The additional 65 three-dimensional (3D) descriptors may be obtained with the following:
:warning: Molecules are required to have conformers for 3D descriptors to be calculated.<br/>

```python
from rdkit.Chem import AllChem

for mol in mols:
    _ = AllChem.EmbedMolecule(mol)

cdk = CDK(ignore_3D=False)
print(cdk.calculate(mols))
```


To obtain molecular fingerprint, one can used the following:

```python
from CDK_pywrapper import CDK, FPType
cdk = CDK(fingerprint=.PubchemFP)
print(cdk.calculate(mols))
```

The following fingerprints can be calculated:

| FPType    | Fingerprint name                                                                   |
|-----------|------------------------------------------------------------------------------------|
| FP        | CDK fingerprint                                                                    |
| ExtFP     | Extended CDK fingerprint (includes 25 bits for ring features and isotopic masses)  |
| GraphFP   | CDK fingerprinter ignoring bond orders                                             |
| MACCSFP   | Public MACCS fingerprint                                                           |
| PubchemFP | PubChem substructure fingerprint                                                   |
| SubFP     | Fingerprint describing 307 substructures                                           |
| KRFP      | Klekota-Roth fingerprint                                                           |
| AP2DFP    | Atom pair 2D fingerprint as implemented in PaDEL                                   |
| HybridFP  | CDK fingerprint ignoring aromaticity                                               |
| LingoFP   | LINGO fingerprint                                                                  |
| SPFP      | Fingerprint based on the shortest paths between two atoms                          |
| SigFP     | Signature fingerprint                                                              |
| CircFP    | Circular fingerprint                                                               |

## Documentation

```python
class CDK(ignore_3D=True, fingerprint=None, nbits=1024, depth=6):
```

Constructor of a CDK calculator for molecular descriptors or fingerprints

Parameters:

- ***ignore_3D  : bool***
  Should 3D molecular descriptors be calculated (default: False).
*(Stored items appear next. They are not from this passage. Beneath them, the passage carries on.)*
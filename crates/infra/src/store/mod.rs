//! Transactional persistence substrate for the inventory engine.
//!
//! Every engine operation runs inside one [`InventoryTx`]: it reads and locks
//! the rows it needs, mutates them, and commits. Dropping a transaction
//! without calling [`InventoryTx::commit`] rolls it back, so an early `?`
//! return never leaves a partial write behind.
//!
//! Two implementations exist:
//! - [`InMemoryInventoryStore`]: one tokio mutex held for the whole
//!   transaction (fully serialised), for tests and local runs.
//! - [`PostgresInventoryStore`]: row-level `SELECT … FOR UPDATE` locks, so
//!   writers on different stock lines proceed in parallel.

use async_trait::async_trait;
use chrono::{DateTime, Duration, Utc};
use thiserror::Error;
use uuid::Uuid;

use stockledger_core::{InventoryError, ProductId, ReservationId, SupplierId, TransferId};
use stockledger_inventory::{MovementEntry, Reservation, StockKey, StockLine, Transfer};
use stockledger_parties::{Supplier, TaxId};
use stockledger_products::Product;
use stockledger_purchasing::Purchase;

pub mod in_memory;
pub mod postgres;

pub use in_memory::InMemoryInventoryStore;
pub use postgres::PostgresInventoryStore;

/// Persistence failure.
///
/// These are infrastructure errors, as opposed to the business conditions in
/// [`InventoryError`]. All of them surface to callers as the transient
/// `Storage` category.
#[derive(Debug, Error, Clone, PartialEq, Eq)]
pub enum StoreError {
    /// Backend unreachable, pool closed, timeout.
    #[error("store unavailable: {0}")]
    Unavailable(String),

    /// Unique constraint or serialization failure; retrying may succeed.
    #[error("write conflict: {0}")]
    Conflict(String),

    /// A stored row could not be decoded into a domain record.
    #[error("corrupt record: {0}")]
    Corrupt(String),
}

impl From<StoreError> for InventoryError {
    fn from(err: StoreError) -> Self {
        InventoryError::storage(err.to_string())
    }
}

pub type StoreResult<T> = Result<T, StoreError>;

/// Factory for transactions.
#[async_trait]
pub trait InventoryStore: Send + Sync + 'static {
    type Tx: InventoryTx;

    async fn begin(&self) -> StoreResult<Self::Tx>;
}

/// Typed repository functions available inside one transaction.
///
/// `lock_*` methods take a row lock held until commit/rollback; the plain
/// readers do not lock.
#[async_trait]
pub trait InventoryTx: Send {
    // Catalog
    async fn product(&mut self, id: ProductId) -> StoreResult<Option<Product>>;
    async fn put_product(&mut self, product: &Product) -> StoreResult<()>;

    // Stock lines
    /// Lock the line for `key`, creating a zero baseline row if absent.
    async fn lock_stock_line(&mut self, key: &StockKey) -> StoreResult<StockLine>;
    async fn stock_line(&mut self, key: &StockKey) -> StoreResult<Option<StockLine>>;
    /// Persist a line previously returned by [`InventoryTx::lock_stock_line`].
    async fn put_stock_line(&mut self, line: &StockLine) -> StoreResult<()>;
    async fn stock_lines_for_product(&mut self, product_id: ProductId) -> StoreResult<Vec<StockLine>>;
    /// Lines with a positive minimum whose `available` is at or below it.
    async fn low_stock_lines(&mut self) -> StoreResult<Vec<StockLine>>;

    // Ledger
    async fn insert_movement(&mut self, entry: &MovementEntry) -> StoreResult<()>;
    /// Newest first.
    async fn recent_movements(
        &mut self,
        product_id: ProductId,
        limit: usize,
    ) -> StoreResult<Vec<MovementEntry>>;
    /// Oldest first.
    async fn movements_for_line(&mut self, key: &StockKey) -> StoreResult<Vec<MovementEntry>>;

    // Reservations
    async fn reservation(&mut self, id: ReservationId) -> StoreResult<Option<Reservation>>;
    async fn lock_reservation(&mut self, id: ReservationId) -> StoreResult<Option<Reservation>>;
    async fn put_reservation(&mut self, reservation: &Reservation) -> StoreResult<()>;
    async fn active_reservations_for_transaction(
        &mut self,
        linked_transaction_id: Uuid,
    ) -> StoreResult<Vec<ReservationId>>;
    /// Active reservations whose deadline (`expires_at`, or `created_at +
    /// default_ttl` when unset) is before `now`, oldest deadline first.
    async fn expired_reservation_candidates(
        &mut self,
        now: DateTime<Utc>,
        default_ttl: Duration,
        limit: usize,
    ) -> StoreResult<Vec<ReservationId>>;

    // Transfers
    async fn transfer(&mut self, id: TransferId) -> StoreResult<Option<Transfer>>;
    async fn lock_transfer(&mut self, id: TransferId) -> StoreResult<Option<Transfer>>;
    async fn put_transfer(&mut self, transfer: &Transfer) -> StoreResult<()>;

    // Suppliers and purchases
    async fn supplier(&mut self, id: SupplierId) -> StoreResult<Option<Supplier>>;
    async fn supplier_by_tax_id(&mut self, tax_id: &TaxId) -> StoreResult<Option<Supplier>>;
    async fn put_supplier(&mut self, supplier: &Supplier) -> StoreResult<()>;
    async fn insert_purchase(&mut self, purchase: &Purchase) -> StoreResult<()>;

    async fn commit(self) -> StoreResult<()>;
    async fn rollback(self) -> StoreResult<()>;
}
Ignored if a fingerprint is set.
- ***fingerprint  : FPType***  
  Type of fingerprint to calculate (default: None). If None, calculate descriptors.
- ***nbits  : int***  
  Number of bits in the fingerprint.
- ***depth  : int***  
  Depth of the fingerprint.
<br/>
<br/>
```python
def calculate(mols, show_banner=True, njobs=1, chunksize=1000):
```

Default method to calculate CDK molecular descriptors and fingerprints.

Parameters:

- ***mols  : Iterable[Chem.Mol]***  
  RDKit molecule objects for which to obtain CDK descriptors.
- ***show_banner  : bool***  
  Displays default notice about CDK.
- ***njobs  : int***  
  Maximum number of simultaneous processes.
- ***chunksize  : int***  
  Maximum number of molecules each process is charged of.